Burger King to try reusable Packaging, partners with Terracycle

Burger King to try reusable Packaging, partners with Terracycle

In an effort to reduce waste & progress towards more sustainable packaging, Burger King announced that is working with recycler TerraCycle’s zero-waste delivery system – called “Loop” – to test a new reusable packaging model in its restaurant chains.

The initiative is part of Burger King’s plastics strategy, which includes a commitment to remove single-use plastics where possible and to ensure that all packaging is recyclable, biodegradable or compostable by 2025.

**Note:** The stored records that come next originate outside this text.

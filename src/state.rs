use std::sync::Arc;

use crate::auth::TokenKeys;
use crate::config::Config;
use crate::store::{IdentityStore, Store};

/// Process-wide state, built once at startup and injected into the
/// [`App`](crate::App). Handlers reach it through
/// [`Request::state`](crate::Request::state).
pub struct AppState {
    pub config: Config,
    pub store: Arc<dyn Store>,
    pub identities: Arc<dyn IdentityStore>,
    pub tokens: Arc<TokenKeys>,
}

impl AppState {
    pub fn new<S: Store>(config: Config, store: Arc<S>) -> Self {
        let tokens = Arc::new(TokenKeys::new(config.jwt_secret.as_bytes(), config.token_ttl));
        Self {
            identities: store.clone(),
            store,
            tokens,
            config,
        }
    }
}
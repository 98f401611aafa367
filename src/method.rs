//! HTTP method as a typed enum.
//!
//! Covers the RFC 9110 standard methods. Anything else is answered with
//! `404 Route not found` before it reaches the router, the same as a path
//! nothing is registered for.

use std::fmt;
use std::str::FromStr;

/// A known HTTP method.
#[derive(Clone, Copy, Debug, Eq, Hash, PartialEq)]
pub enum Method {
    Connect,
    Delete,
    Get,
    Head,
    Options,
    Patch,
    Post,
    Put,
    Trace,
}

impl Method {
    /// Returns the uppercase wire representation (e.g. `"GET"`).
    pub fn as_str(self) -> &'static str {
        match self {
            Self::Connect => "CONNECT",
            Self::Delete  => "DELETE",
            Self::Get     => "GET",
            Self::Head    => "HEAD",
            Self::Options => "OPTIONS",
            Self::Patch   => "PATCH",
            Self::Post    => "POST",
            Self::Put     => "PUT",
            Self::Trace   => "TRACE",
        }
    }
}

/// Parses an uppercase method string (e.g. `"GET"`). Case-sensitive per RFC 9110 §9.1.
impl FromStr for Method {
    type Err = ();

    fn from_str(s: &str) -> Result<Self, Self::Err> {
        match s {
            "CONNECT" => Ok(Self::Connect),
            "DELETE"  => Ok(Self::Delete),
            "GET"     => Ok(Self::Get),
            "HEAD"    => Ok(Self::Head),
            "OPTIONS" => Ok(Self::Options),
            "PATCH"   => Ok(Self::Patch),
            "POST"    => Ok(Self::Post),
            "PUT"     => Ok(Self::Put),
            "TRACE"   => Ok(Self::Trace),
            _         => Err(()),
        }
    }
}

impl TryFrom<&http::Method> for Method {
    type Error = ();

    fn try_from(m: &http::Method) -> Result<Self, Self::Error> {
        m.as_str().parse()
    }
}

impl fmt::Display for Method {
    fn fmt(&self, f: &mut fmt::Formatter<'_>) -> fmt::Result {
        f.write_str(self.as_str())
    }
}
impl MemoryStore {
    pub fn new() -> Self {
        Self {
            users: DashMap::new(),
            logins: DashMap::new(),
            tables: std::array::from_fn(|_| DashMap::new()),
            logs: Mutex::new(Vec::new()),
            signup: Mutex::new(()),
        }
    }

    fn table(&self, collection: Collection) -> &DashMap<Uuid, Record> {
        &self.tables[collection.index()]
    }

    fn reserve_login(&self, login: &str, owner: Uuid) -> Result<(), StoreError> {
        match self.logins.entry(login.to_lowercase()) {
            Entry::Occupied(e) if *e.get() != owner => {
                Err(StoreError::Conflict(format!("`{login}` is already registered")))
            }
            Entry::Occupied(_) => Ok(()),
            Entry::Vacant(e) => {
                e.insert(owner);
                Ok(())
            }
        }
    }

    fn release_login(&self, login: &str, owner: Uuid) {
        self.logins.remove_if(&login.to_lowercase(), |_, id| *id == owner);
    }

    fn insert_user_sync(&self, mut user: UserRecord, first_is_admin: bool) -> Result<UserRecord, StoreError> {
        let _signup = self
            .signup
            .lock()
            .map_err(|_| StoreError::Backend("signup lock poisoned".to_owned()))?;
        if first_is_admin && self.users.is_empty() {
            user.role = Role::Admin;
        }

        self.reserve_login(&user.username, user.id)?;
        if let Err(e) = self.reserve_login(&user.email, user.id) {
            self.release_login(&user.username, user.id);
            return Err(e);
        }
        self.users.insert(user.id, user.clone());
        Ok(user)
    }

    /// Applies `f` to the user while holding its map entry.
    fn modify_user(
        &self,
        id: Uuid,
        f: impl FnOnce(&mut UserRecord) -> Result<(), StoreError>,
    ) -> Result<UserRecord, StoreError> {
        let mut user = self.users.get_mut(&id).ok_or(StoreError::NotFound("User"))?;
        f(user.value_mut())?;
        user.updated_at = Utc::now();
        Ok(user.value().clone())
    }

    fn update_profile_sync(
        &self,
        id: Uuid,
        email: Option<String>,
        full_name: Option<String>,
    ) -> Result<UserRecord, StoreError> {
        self.modify_user(id, |user| {
            if let Some(email) = email {
                if !email.eq_ignore_ascii_case(&user.email) {
                    self.reserve_login(&email, id)?;
                    self.release_login(&user.email, id);
                }
                user.email = email;
            }
            if full_name.is_some() {
                user.full_name = full_name;
            }
            Ok(())
        })
    }

    fn delete_user_sync(&self, id: Uuid) -> Result<(), StoreError> {
        let (_, user) = self.users.remove(&id).ok_or(StoreError::NotFound("User"))?;
        self.release_login(&user.username, id);
        self.release_login(&user.email, id);
        Ok(())
    }

    fn update_sync(
        &self,
        collection: Collection,
        id: Uuid,
        fields: Map<String, Value>,
    ) -> Result<Record, StoreError> {
        let mut record = self
            .table(collection)
            .get_mut(&id)
            .ok_or(StoreError::NotFound(collection.label()))?;
        for (k, v) in fields {
            if !is_reserved_field(&k) {
                record.fields.insert(k, v);
            }
        }
        record.updated_at = Utc::now();
        Ok(record.value().clone())
    }

    fn edit_members(
        &self,
        collection: Collection,
        id: Uuid,
        field: &str,
        edit: impl FnOnce(&mut Vec<Value>) -> bool,
    ) -> Result<(Record, bool), StoreError> {
        let mut record = self
            .table(collection)
            .get_mut(&id)
            .ok_or(StoreError::NotFound(collection.label()))?;
        let members = match record.fields.entry(field) {
            serde_json::map::Entry::Occupied(e) => e.into_mut(),
            serde_json::map::Entry::Vacant(e) => e.insert(Value::Array(Vec::new())),
        };
        if !members.is_array() {
            *members = Value::Array(Vec::new());
        }
        let changed = match members {
            Value::Array(items) => edit(items),
            _ => false,
        };
        if changed {
            record.updated_at = Utc::now();
        }
        Ok((record.value().clone(), changed))
    }

    fn logs_sync(&self, query: LogQuery) -> Result<Vec<AuditEntry>, StoreError> {
        let logs = self
            .logs
            .lock()
            .map_err(|_| StoreError::Backend("audit log lock poisoned".to_owned()))?;
        Ok(logs
            .iter()
            .rev()
            .filter(|e| query.entity.as_deref().is_none_or(|want| e.entity == want))
            .filter(|e| query.user_id.is_none_or(|want| e.user_id == want))
            .take(query.limit.unwrap_or(usize::MAX))
            .cloned()
            .collect())
    }
}
//! Handler trait and type erasure.
//!
//! # How async handlers are stored
//!
//! The router holds handlers of *different* types in one
//! `HashMap<Method, Tree>`. Rust collections hold one concrete type, so each
//! handler is hidden behind a trait object (`dyn ErasedHandler`).
//!
//! ```text
//! async fn get_client(req: Request) -> Result<Json<Record>, ApiError>  ← handler
//!        ↓ scope.on(Method::Get, "/:id", get_client)
//! get_client.into_boxed_handler()                  ← Handler blanket impl
//!        ↓
//! Arc::new(FnHandler(get_client))                  ← heap-allocated wrapper
//!        ↓  stored as BoxedHandler = Arc<dyn ErasedHandler>
//! handler.call(req)  at request time               ← one vtable dispatch
//!        ↓
//! Box::pin(async { get_client(req).await.into_response() })
//! ```

use std::future::Future;
use std::pin::Pin;
use std::sync::Arc;

use crate::request::Request;
use crate::response::{IntoResponse, Response};

/// A heap-allocated, type-erased future.
///
/// `Pin<Box<…>>` because the runtime polls the future in place; `Send` lets
/// tokio move it across worker threads. Used for handlers, stages and store
/// calls alike.
pub type BoxFuture<'a, T> = Pin<Box<dyn Future<Output = T> + Send + 'a>>;

/// Internal dispatch interface.
///
/// `#[doc(hidden)] pub` rather than `pub(crate)` because it appears in the
/// return type of the public `Handler` trait's `into_boxed_handler` method.
#[doc(hidden)]
pub trait ErasedHandler {
    fn call(&self, req: Request) -> BoxFuture<'static, Response>;
}

/// A type-erased handler shared across concurrent requests.
#[doc(hidden)]
pub type BoxedHandler = Arc<dyn ErasedHandler + Send + Sync + 'static>;

/// Implemented for every valid route handler.
///
/// Automatically satisfied for any `async fn` with the signature:
///
/// ```text
/// async fn name(req: Request) -> impl IntoResponse
/// ```
///
/// Sealed: only the blanket impl below can satisfy it.
pub trait Handler: private::Sealed + Send + Sync + 'static {
    #[doc(hidden)]
    fn into_boxed_handler(self) -> BoxedHandler;
}

mod private {
    pub trait Sealed {}
}

impl<F, Fut, R> private::Sealed for F
where
    F: Fn(Request) -> Fut + Send + Sync + 'static,
    Fut: Future<Output = R> + Send + 'static,
    R: IntoResponse + Send + 'static,
{
}

impl<F, Fut, R> Handler for F
where
    F: Fn(Request) -> Fut + Send + Sync + 'static,
    Fut: Future<Output = R> + Send + 'static,
    R: IntoResponse + Send + 'static,
{
    fn into_boxed_handler(self) -> BoxedHandler {
        Arc::new(FnHandler(self))
    }
}

/// Bridges a concrete handler `F` to the trait-object world.
struct FnHandler<F>(F);

impl<F, Fut, R> ErasedHandler for FnHandler<F>
where
    F: Fn(Request) -> Fut + Send + Sync,
    Fut: Future<Output = R> + Send + 'static,
    R: IntoResponse + Send + 'static,
{
    fn call(&self, req: Request) -> BoxFuture<'static, Response> {
        let fut = (self.0)(req);
        Box::pin(async move { fut.await.into_response() })
    }
}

Customers can opt in for reusable packaging for menu items such as sandwiches, soft drinks and coffee. They can then return the reusable sandwich container or beverage cup to Burger King restaurants to be cleaned and reused. The customers will be charged a small deposit upon purchase, and once the packaging is returned, they’ll receive a refund.

The reusable containers and cups will be introduced at select restaurants in New York, Portland and Tokyo. The fast food giant says it plans to add more cities following its first three locations afterward.

During Covid, we have seen the environmental impact of increased takeaway ordering which makes this initiative by Burger King all the more important. This enables Burger King consumers to easily bring reusability into their daily lives, and whether they choose to eat-in or takeaway, they will be able to get some of their favorite food and drinks in a reusable container.

Tom Szaky, the founder and CEO of TerraCycle and Loop

“As part of our Restaurant Brands for Good plan, we’re investing in the development of sustainable packaging solutions that will help push the food service industry forward in reducing packaging waste,” said Matthew Banton, head of innovation and sustainability at Burger King Global. “The Loop system gives us the confidence in a reusable solution that meets our high safety standards, while also offering convenience for our guests on-the-go.”

In July, the fast food chain announced a version of its Whopper made from lemongrass-fed beef, which it said would cut methane emissions. Other commitments from the company include having 100% of its restaurants’ guest packaging come from renewable, recycle or certified sources, and recycling all guest packaging at its restaurants in the United States and Canada by 2025.

Previously, McDonald’s partnered with Loop for a reusable item.